Erklärung der Konföderation der Gemeinschaften Kurdistans in Deutschland e. V. (KON-MED), 02.08.2025

Am 3. August 2025 jährt sich der Genozid an der êzîdischen Bevölkerung von Şengal zum elften Mal. Was an diesem Tag vor elf Jahren geschah, war nicht nur ein Angriff des sogenannten Islamischen Staates (IS) auf eine religiöse Minderheit – es war der Versuch der vollständigen Vernichtung einer jahrtausendealten Gemeinschaft, verübt vor den Augen einer schweigenden Weltöffentlichkeit.

Zehntausende Êzîd:innen wurden vertrieben, Tausende Männer hingerichtet, über 7.000 Frauen und Kinder verschleppt, versklavt, vergewaltigt, zwangsislamisiert. Bis heute ist das Schicksal von mehr als 2.700 Êzîd:innen ungeklärt. Für die êzîdîsche Gemeinschaft und die kurdische Bevölkerung insgesamt sind diese Wunden noch immer offen.

Dieser Genozid wurde auch deshalb ermöglicht, weil die Bevölkerung nach dem plötzlichen Rückzug der Peschmerga-Einheiten der südkurdischen Regierungspartei PDK schutzlos dem Terror des IS ausgeliefert wurde. Schließlich war es die PKK, die am 3. August 2014 als erste militärische Kraft reagierte. Ihre Guerillaeinheiten brachten den Şengal-Gebirgszug unter Kontrolle und schützten Zehntausende Geflüchtete vor einem Massaker. Zusammen mit den Einheiten der YPG und YPJ aus Rojava öffneten sie einen humanitären Korridor nach Nordostsyrien. So konnten etwa 35.000 Menschen gerettet werden. Bei der Rettungsaktion ließen rund 300 Kämpfer:innen der YPG, YPJ, HPG und YJA Star ihr Leben.

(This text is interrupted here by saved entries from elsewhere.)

//! JWT issuance and validation

use jsonwebtoken::{decode, encode, Algorithm, DecodingKey, EncodingKey, Header, Validation};
use serde::{Deserialize, Serialize};
use shared::{AppError, AppResult};

const ISSUER: &str = "bazaar-server";
const AUDIENCE: &str = "bazaar-client";

/// JWT configuration
///
/// | Environment variable | Default | Notes |
/// |----------------------|---------|-------|
/// | JWT_SECRET | dev-secret-change-me | HS256 signing key |
/// | JWT_EXPIRY_HOURS | 24 | Token lifetime |
#[derive(Debug, Clone)]
pub struct JwtConfig {
    pub secret: String,
    pub expiry_hours: i64,
}

impl Default for JwtConfig {
    fn default() -> Self {
        Self {
            secret: std::env::var("JWT_SECRET")
                .unwrap_or_else(|_| "dev-secret-change-me".into()),
            expiry_hours: std::env::var("JWT_EXPIRY_HOURS")
                .ok()
                .and_then(|v| v.parse().ok())
                .unwrap_or(24),
        }
    }
}

/// Token claims. `sub` is the user id as a decimal string.
#[derive(Debug, Clone, Serialize, Deserialize)]
pub struct Claims {
    pub sub: String,
    pub email: String,
    pub iat: i64,
    pub exp: i64,
    pub iss: String,
    pub aud: String,
}

/// Stateless HS256 token service
#[derive(Clone)]
pub struct JwtService {
    encoding_key: EncodingKey,
    decoding_key: DecodingKey,
    validation: Validation,
    expiry_hours: i64,
}

impl JwtService {
    pub fn new(config: &JwtConfig) -> Self {
        let mut validation = Validation::new(Algorithm::HS256);
        validation.set_issuer(&[ISSUER]);
        validation.set_audience(&[AUDIENCE]);
        Self {
            encoding_key: EncodingKey::from_secret(config.secret.as_bytes()),
            decoding_key: DecodingKey::from_secret(config.secret.as_bytes()),
            validation,
            expiry_hours: config.expiry_hours,
        }
    }

    /// Issue a token for a user
    pub fn issue(&self, user_id: i64, email: &str) -> AppResult<String> {
        let now = chrono::Utc::now().timestamp();
        let claims = Claims {
            sub: user_id.to_string(),
            email: email.to_string(),
            iat: now,
            exp: now + self.expiry_hours * 3600,
            iss: ISSUER.to_string(),
            aud: AUDIENCE.to_string(),
        };
        encode(&Header::default(), &claims, &self.encoding_key)
            .map_err(|e| AppError::internal(format!("Failed to sign token: {e}")))
    }

    /// Validate a token and return its claims
    pub fn validate(&self, token: &str) -> AppResult<Claims> {
        decode::<Claims>(token, &self.decoding_key, &self.validation)
            .map(|data| data.claims)
            .map_err(|e| match e.kind() {
                jsonwebtoken::errors::ErrorKind::ExpiredSignature => AppError::token_expired(),
                _ => AppError::invalid_token("Invalid token"),
            })
    }

    /// Pull the token out of an `Authorization: Bearer <token>` header
    pub fn extract_from_header(header: &str) -> Option<&str> {
        header.strip_prefix("Bearer ").map(str::trim)
    }
}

Widerstand wird organisiert – nach dem Vorbild des Demokratischen Konföderalismus

Die Befreiung von Şengal im November 2015 und der anschließende Aufbau einer autonomen Selbstverwaltung markierten einen historischen Wendepunkt. Inspiriert von den Ideen des demokratischen Konföderalismus nach Abdullah Öcalan entstanden in Şengal Strukturen kollektiver Selbstbestimmung sowie eigene êzîdîsche Selbstverteidigungseinheiten, die YBŞ und YJŞ, um weiteren Genoziden entgegenzutreten.

Doch der Krieg ist nicht vorbei. Er hat nur seine Form verändert.

Bis heute greifen die türkische Armee und mit ihr verbündete Kräfte gezielt die demokratische Selbstverwaltung in Şengal an. Drohnenangriffe, gezielte Tötungen, die Zerstörung ziviler Infrastruktur – all das geschieht mit stillschweigender Billigung internationaler Mächte. Die deutsche Bundesregierung erkennt zwar den Genozid symbolisch an, beteiligt sich aber an der Fortsetzung desselben durch Waffenexporte an die Türkei und die Abschiebung êzîdischer Geflüchteter in ein unsicheres, kriegsgezeichnetes Gebiet.

Unsere Forderungen zum 11. Jahrestag:

  1. Internationale Anerkennung der êzîdischen Selbstverwaltung in Şengal
    Die Selbstbestimmung der Êzîd:innen ist keine Bedrohung – sie ist der einzige Garant für eine sichere Zukunft nach dem Genozid.
  2. Ein Ende der türkischen Angriffe auf Şengal
    Die internationale Gemeinschaft muss ihre Verantwortung wahrnehmen und eine Flugverbotszone über Şengal einrichten.
  3. Stopp der Unterstützung für den türkischen Krieg gegen die Kurd:innen
    Deutschland muss alle Rüstungsexporte an die Türkei beenden und sich klar gegen ihre völkerrechtswidrigen Angriffe positionieren.
  4. Recht auf Rückkehr – ohne Angst
    Zehntausende Êzîd:innen leben noch immer in südkurdischen (nordirakischen) Geflüchtetencamps. Ihre Rückkehr darf nicht von militärischer oder politischer Erpressung behindert werden.
  5. Gerechtigkeit und Aufarbeitung
    Die Täter:innen des Genozids müssen strafrechtlich verfolgt und ihre Unterstützer:innen benannt und sanktioniert werden. Auch westliche IS-Mitglieder in nordostsyrischer Haft müssen endlich in ihre Herkunftsländer zurückgeführt und dort vor Gericht gestellt werden.